Sentadas estas bases, los líderes se convierten en agentes que establecen y guían el proceso de institucionalización de los valores de la empresa, forjando el contexto ético de la organización a partir de sus comportamientos y de las decisiones que toman e internalizando la cultura corporativa que tiene su reflejo en la imagen exterior de la  organización. En otras palabras, los auténticos líderes sirven de catalizadores en el proceso de implementación de programas éticos estructurados sobre valores de tal manera que cuando el líder muestra un comportamiento ético y toma decisiones corporativas igualmente éticas, los demás miembros del grupo observan, aprenden y emulan ese comportamiento contribuyendo al ejercicio de la responsabilidad social.
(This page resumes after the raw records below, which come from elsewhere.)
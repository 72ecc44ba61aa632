// ABOUTME: broker-coordinator — the Execution Coordinator: per-sandbox serialization,
// ABOUTME: result-file diffing and the Install Record lifecycle

pub mod coordinator;
pub mod install;
pub mod locks;

pub use coordinator::{
    Coordinator, ExecuteCodeOutcome, ExecuteTerminalOutcome, InstallOutcome, InstallStatusOutcome,
    UploadOutcome,
};
pub use install::InstallTable;
pub use locks::SandboxLocks;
El liderazgo ético refleja así la ética empresarial de las organizaciones cuyas manifestaciones más visibles son las prácticas de responsabilidad social hacia fuera de la organización y un clima ético dentro de ésta, lo que tiene su reflejo en que el líder se olvida del YO, tan ponderado históricamente en la formación a través de numerosas las escuelas de negocios para atender más el NOSOTROS, en el convencimiento de que el progreso y el bien general repercutirá en el suyo propio.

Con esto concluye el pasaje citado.